The task. Your answer must contain each line of the listing in which "contains" appears, copied in full.
═══ Records supplied ═══
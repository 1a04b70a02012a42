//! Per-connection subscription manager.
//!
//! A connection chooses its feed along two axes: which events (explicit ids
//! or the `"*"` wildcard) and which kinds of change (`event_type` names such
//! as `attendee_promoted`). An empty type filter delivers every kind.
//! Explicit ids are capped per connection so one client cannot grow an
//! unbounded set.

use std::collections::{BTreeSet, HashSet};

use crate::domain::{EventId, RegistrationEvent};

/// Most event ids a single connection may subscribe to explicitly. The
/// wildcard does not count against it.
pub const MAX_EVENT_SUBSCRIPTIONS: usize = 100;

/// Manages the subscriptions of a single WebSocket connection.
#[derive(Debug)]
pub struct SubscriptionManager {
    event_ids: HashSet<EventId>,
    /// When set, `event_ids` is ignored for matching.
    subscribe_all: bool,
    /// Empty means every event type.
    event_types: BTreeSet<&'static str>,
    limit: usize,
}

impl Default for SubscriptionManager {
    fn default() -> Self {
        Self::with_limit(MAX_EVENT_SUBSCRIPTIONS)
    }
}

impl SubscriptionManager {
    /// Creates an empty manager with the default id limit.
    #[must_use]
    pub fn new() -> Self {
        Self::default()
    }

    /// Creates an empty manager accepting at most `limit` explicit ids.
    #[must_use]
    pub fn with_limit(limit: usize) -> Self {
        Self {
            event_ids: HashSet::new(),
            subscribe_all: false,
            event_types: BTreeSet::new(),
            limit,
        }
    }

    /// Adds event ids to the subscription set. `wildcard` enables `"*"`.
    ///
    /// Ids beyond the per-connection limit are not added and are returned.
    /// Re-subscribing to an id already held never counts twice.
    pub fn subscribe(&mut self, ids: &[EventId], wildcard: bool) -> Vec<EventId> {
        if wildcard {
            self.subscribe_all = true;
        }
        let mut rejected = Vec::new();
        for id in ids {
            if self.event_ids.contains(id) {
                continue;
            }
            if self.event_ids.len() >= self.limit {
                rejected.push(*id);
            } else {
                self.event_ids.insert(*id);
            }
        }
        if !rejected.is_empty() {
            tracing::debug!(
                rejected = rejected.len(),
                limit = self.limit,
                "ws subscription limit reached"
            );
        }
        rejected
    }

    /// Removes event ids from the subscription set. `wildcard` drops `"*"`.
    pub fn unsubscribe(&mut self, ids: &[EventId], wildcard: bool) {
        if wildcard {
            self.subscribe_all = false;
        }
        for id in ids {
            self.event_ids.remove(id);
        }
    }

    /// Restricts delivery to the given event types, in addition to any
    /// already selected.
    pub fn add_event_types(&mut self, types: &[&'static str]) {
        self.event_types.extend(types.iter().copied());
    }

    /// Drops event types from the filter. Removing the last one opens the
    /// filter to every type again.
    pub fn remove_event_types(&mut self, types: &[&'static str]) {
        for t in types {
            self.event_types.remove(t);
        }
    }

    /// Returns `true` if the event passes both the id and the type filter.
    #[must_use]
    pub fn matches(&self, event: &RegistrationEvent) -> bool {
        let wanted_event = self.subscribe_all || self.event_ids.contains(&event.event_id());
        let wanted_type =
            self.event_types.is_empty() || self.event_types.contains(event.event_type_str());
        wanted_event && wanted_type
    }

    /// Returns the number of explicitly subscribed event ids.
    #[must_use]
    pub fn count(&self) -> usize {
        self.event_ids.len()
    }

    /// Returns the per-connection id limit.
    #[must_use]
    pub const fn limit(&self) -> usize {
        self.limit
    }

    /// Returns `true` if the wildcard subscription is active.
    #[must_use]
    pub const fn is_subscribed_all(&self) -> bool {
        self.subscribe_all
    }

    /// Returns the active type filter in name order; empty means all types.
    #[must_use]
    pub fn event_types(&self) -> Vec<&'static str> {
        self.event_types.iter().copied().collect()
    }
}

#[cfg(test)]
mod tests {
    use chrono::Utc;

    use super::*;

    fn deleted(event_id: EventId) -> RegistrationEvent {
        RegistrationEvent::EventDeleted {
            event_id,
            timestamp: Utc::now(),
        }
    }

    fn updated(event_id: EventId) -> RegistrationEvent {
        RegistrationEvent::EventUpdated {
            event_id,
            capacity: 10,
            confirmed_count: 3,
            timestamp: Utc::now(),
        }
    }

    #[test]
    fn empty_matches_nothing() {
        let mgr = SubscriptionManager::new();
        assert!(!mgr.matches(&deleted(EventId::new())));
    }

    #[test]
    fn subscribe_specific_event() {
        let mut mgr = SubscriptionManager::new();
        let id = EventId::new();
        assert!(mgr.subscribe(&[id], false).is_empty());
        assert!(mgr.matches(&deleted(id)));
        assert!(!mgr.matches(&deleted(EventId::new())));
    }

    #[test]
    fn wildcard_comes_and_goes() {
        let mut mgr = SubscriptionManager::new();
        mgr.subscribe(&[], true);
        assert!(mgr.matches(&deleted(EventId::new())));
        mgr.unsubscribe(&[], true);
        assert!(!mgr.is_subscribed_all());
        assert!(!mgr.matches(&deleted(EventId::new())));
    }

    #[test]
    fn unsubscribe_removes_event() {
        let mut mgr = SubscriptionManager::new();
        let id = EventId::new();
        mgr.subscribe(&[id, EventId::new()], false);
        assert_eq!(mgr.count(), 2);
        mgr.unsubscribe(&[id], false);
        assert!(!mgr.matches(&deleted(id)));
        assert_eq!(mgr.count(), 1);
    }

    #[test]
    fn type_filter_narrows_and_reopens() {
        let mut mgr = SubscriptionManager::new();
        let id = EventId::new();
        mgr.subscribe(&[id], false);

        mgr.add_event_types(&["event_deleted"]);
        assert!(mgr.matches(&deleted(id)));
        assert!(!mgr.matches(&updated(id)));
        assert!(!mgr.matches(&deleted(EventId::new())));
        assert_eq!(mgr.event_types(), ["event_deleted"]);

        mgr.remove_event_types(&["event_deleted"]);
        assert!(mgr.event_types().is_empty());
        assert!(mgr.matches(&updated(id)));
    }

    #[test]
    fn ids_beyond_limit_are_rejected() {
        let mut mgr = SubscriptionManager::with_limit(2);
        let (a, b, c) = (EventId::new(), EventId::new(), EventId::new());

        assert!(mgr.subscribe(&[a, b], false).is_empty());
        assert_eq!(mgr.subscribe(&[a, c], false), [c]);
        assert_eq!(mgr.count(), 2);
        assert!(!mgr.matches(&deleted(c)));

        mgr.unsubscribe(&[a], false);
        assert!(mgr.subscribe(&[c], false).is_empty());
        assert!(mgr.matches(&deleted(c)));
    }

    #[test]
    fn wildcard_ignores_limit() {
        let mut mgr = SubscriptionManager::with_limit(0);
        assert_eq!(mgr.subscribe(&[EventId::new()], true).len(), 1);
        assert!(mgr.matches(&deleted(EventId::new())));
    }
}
═══
═══ Records supplied ═══
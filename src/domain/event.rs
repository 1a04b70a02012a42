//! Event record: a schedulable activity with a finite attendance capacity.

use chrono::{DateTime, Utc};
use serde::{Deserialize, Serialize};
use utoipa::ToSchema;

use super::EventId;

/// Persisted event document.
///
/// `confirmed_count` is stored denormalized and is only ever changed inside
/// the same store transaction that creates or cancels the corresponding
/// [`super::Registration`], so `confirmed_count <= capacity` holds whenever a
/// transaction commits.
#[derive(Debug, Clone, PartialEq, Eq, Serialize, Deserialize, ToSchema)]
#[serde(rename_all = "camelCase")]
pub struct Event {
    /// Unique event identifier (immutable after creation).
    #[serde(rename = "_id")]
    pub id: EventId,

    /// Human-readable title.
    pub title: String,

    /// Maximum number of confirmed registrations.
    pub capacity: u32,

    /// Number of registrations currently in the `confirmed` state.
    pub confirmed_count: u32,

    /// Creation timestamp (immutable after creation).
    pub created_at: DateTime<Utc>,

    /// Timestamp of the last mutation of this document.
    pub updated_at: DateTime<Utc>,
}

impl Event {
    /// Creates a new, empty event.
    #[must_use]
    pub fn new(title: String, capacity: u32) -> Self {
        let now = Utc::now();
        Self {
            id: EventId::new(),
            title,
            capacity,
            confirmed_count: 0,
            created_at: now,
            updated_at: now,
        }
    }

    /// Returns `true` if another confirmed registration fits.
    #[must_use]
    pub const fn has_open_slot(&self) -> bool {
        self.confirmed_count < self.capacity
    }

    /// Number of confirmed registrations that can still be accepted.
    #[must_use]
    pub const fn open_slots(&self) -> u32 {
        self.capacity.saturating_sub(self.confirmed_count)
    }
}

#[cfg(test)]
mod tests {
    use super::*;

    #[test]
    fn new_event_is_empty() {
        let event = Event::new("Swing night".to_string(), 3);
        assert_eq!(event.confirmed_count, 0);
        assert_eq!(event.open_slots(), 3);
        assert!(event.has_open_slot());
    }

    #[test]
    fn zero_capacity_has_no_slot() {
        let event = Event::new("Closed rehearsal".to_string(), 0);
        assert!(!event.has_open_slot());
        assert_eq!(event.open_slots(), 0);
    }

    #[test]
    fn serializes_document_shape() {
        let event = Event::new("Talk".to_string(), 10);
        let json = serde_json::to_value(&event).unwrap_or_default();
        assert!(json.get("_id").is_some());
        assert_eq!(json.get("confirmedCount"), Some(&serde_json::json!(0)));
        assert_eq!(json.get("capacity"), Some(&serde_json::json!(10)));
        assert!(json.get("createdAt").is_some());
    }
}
═══
═══ Records supplied ═══
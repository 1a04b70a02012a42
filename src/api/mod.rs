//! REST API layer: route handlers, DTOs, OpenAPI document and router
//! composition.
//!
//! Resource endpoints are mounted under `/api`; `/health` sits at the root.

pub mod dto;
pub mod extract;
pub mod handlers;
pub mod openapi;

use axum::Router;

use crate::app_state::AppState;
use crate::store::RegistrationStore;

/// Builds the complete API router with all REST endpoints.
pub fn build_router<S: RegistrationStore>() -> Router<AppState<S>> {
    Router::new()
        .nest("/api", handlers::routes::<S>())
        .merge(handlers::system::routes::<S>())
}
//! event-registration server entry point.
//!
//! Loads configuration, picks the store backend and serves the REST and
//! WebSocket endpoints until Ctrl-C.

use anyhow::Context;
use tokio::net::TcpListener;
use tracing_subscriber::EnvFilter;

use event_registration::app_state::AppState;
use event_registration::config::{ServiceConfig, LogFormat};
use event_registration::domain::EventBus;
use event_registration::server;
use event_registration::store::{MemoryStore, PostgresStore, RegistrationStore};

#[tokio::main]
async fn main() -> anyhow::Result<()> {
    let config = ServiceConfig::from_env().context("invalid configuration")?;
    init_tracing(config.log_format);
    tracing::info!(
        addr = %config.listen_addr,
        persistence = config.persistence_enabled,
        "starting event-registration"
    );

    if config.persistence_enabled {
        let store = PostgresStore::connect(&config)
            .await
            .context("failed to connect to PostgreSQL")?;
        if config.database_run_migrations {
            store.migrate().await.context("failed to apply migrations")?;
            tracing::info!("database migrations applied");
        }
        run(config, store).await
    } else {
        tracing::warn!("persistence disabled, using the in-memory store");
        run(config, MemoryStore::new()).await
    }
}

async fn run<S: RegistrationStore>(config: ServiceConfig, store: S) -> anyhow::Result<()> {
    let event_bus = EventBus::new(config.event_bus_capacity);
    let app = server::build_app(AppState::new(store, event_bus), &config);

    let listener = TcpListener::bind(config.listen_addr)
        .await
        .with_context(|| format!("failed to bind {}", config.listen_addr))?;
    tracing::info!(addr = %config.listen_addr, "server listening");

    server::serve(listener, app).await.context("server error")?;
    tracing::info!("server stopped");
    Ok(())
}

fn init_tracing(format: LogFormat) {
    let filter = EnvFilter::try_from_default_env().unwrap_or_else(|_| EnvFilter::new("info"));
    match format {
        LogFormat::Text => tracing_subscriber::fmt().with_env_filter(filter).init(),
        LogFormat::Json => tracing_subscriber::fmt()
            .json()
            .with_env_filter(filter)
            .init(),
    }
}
═══
Solution to the problem.
            if self.event_ids.contains(id) {
        let wanted_event = self.subscribe_all || self.event_ids.contains(&event.event_id());
            self.event_types.is_empty() || self.event_types.contains(event.event_type_str());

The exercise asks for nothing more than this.